→ Try it
Repeat exactly, and only, the lines from the one containing "pub async fn" through the last line of the data below.

Records from a collection
____________

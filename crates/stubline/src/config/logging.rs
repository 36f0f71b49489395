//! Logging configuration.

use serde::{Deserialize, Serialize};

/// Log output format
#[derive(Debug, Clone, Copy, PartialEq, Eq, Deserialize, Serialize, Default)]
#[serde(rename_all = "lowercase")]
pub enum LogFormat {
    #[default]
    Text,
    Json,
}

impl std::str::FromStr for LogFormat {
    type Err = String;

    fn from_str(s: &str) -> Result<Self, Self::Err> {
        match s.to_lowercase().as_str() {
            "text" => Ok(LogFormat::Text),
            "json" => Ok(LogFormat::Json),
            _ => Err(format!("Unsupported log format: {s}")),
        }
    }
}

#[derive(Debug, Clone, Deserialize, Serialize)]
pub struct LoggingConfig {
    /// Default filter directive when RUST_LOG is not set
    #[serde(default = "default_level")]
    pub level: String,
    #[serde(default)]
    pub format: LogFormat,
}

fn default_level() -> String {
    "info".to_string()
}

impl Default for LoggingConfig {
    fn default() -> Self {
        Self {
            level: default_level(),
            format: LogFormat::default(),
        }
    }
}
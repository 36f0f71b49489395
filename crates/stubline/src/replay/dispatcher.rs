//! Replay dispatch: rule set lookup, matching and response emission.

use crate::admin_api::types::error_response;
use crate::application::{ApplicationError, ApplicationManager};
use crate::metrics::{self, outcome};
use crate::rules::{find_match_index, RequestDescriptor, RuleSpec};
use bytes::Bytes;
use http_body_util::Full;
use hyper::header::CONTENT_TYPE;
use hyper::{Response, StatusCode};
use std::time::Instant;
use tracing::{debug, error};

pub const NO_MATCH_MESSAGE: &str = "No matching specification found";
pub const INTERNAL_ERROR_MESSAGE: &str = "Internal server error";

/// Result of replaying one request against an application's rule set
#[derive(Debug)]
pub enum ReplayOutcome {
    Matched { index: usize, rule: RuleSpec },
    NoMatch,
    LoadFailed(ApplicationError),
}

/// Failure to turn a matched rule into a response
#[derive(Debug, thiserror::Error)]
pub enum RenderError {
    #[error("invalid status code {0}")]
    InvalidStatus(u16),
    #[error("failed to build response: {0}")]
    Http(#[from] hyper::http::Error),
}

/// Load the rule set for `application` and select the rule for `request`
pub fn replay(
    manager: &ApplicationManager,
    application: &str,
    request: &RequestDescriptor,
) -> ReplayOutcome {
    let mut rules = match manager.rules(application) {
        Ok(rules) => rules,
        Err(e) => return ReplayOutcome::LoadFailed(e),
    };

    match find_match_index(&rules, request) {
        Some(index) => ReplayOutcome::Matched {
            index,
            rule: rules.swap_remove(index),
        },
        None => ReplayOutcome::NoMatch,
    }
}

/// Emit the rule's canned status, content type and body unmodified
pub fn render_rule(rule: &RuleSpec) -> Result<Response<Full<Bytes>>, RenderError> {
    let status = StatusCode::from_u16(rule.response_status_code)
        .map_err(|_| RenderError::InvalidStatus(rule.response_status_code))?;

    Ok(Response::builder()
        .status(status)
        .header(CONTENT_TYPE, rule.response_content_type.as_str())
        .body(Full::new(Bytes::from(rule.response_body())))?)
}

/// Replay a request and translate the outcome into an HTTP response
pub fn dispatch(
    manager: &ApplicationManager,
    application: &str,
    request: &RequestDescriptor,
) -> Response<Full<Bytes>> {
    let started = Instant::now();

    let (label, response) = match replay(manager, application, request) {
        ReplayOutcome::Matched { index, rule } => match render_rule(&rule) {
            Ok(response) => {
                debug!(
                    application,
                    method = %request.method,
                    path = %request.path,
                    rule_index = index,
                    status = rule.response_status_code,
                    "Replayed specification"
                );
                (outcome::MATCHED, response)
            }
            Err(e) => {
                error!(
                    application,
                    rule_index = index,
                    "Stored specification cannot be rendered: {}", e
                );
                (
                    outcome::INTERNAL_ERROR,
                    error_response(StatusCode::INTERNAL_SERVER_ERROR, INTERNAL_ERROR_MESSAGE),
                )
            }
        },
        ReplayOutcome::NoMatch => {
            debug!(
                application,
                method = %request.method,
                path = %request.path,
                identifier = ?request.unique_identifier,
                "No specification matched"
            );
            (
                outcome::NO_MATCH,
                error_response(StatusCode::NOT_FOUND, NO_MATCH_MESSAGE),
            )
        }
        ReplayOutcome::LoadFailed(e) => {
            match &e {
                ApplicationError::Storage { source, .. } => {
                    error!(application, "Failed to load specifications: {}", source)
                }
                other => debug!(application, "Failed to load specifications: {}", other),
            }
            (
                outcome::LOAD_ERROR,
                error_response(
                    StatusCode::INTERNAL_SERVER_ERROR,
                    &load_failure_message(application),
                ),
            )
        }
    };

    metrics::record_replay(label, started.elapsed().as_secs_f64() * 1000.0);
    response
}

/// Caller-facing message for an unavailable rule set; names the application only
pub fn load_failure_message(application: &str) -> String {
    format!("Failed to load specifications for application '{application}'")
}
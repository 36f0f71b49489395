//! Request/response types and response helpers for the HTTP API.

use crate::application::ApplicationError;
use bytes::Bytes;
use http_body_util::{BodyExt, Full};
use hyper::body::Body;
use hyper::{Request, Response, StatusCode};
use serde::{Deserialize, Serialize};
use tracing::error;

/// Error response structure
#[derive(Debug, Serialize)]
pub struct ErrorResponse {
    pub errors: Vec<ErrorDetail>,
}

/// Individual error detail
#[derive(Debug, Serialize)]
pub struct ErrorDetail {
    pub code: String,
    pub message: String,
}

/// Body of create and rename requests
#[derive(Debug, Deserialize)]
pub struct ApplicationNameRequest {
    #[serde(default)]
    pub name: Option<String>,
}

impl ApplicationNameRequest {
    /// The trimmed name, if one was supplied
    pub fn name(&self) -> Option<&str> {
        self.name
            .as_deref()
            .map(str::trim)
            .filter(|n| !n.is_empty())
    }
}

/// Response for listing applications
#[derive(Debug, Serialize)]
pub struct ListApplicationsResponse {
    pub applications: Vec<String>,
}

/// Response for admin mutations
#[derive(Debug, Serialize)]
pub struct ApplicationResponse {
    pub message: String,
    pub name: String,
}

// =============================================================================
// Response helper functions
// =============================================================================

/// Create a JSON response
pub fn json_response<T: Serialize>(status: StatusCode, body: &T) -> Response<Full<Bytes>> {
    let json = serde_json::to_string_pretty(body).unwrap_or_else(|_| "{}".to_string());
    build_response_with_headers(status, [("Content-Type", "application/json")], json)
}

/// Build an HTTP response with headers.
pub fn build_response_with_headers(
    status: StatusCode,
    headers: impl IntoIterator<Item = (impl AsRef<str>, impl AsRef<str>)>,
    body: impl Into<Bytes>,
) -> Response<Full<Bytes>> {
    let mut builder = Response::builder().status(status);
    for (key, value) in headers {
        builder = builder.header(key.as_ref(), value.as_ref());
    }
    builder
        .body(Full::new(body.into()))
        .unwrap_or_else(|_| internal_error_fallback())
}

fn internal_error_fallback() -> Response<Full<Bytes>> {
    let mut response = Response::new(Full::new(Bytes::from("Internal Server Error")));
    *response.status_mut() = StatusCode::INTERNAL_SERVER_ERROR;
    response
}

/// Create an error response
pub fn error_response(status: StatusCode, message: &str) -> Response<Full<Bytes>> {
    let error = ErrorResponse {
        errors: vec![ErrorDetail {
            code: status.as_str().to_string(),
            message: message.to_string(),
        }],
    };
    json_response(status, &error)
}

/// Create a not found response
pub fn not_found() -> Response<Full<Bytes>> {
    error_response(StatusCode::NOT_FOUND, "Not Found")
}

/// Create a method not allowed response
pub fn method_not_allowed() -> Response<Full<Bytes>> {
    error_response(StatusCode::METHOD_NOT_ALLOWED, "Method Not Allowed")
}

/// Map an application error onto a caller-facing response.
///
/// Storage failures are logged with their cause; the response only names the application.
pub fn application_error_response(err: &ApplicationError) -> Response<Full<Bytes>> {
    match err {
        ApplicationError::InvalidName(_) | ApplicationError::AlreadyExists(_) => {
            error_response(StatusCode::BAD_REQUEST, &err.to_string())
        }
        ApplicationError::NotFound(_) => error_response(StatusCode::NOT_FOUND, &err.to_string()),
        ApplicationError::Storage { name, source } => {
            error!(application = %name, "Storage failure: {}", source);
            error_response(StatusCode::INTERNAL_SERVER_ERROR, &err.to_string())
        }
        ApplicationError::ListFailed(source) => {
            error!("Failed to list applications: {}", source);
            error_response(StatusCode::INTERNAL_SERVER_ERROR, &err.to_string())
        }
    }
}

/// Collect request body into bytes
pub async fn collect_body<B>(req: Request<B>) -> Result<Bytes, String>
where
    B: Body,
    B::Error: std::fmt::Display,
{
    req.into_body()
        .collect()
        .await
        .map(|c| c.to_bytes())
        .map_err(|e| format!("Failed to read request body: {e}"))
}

____________

→ Worked solution
pub async fn collect_body<B>(req: Request<B>) -> Result<Bytes, String>
where
    B: Body,
    B::Error: std::fmt::Display,
{
    req.into_body()
        .collect()
        .await
        .map(|c| c.to_bytes())
        .map_err(|e| format!("Failed to read request body: {e}"))
}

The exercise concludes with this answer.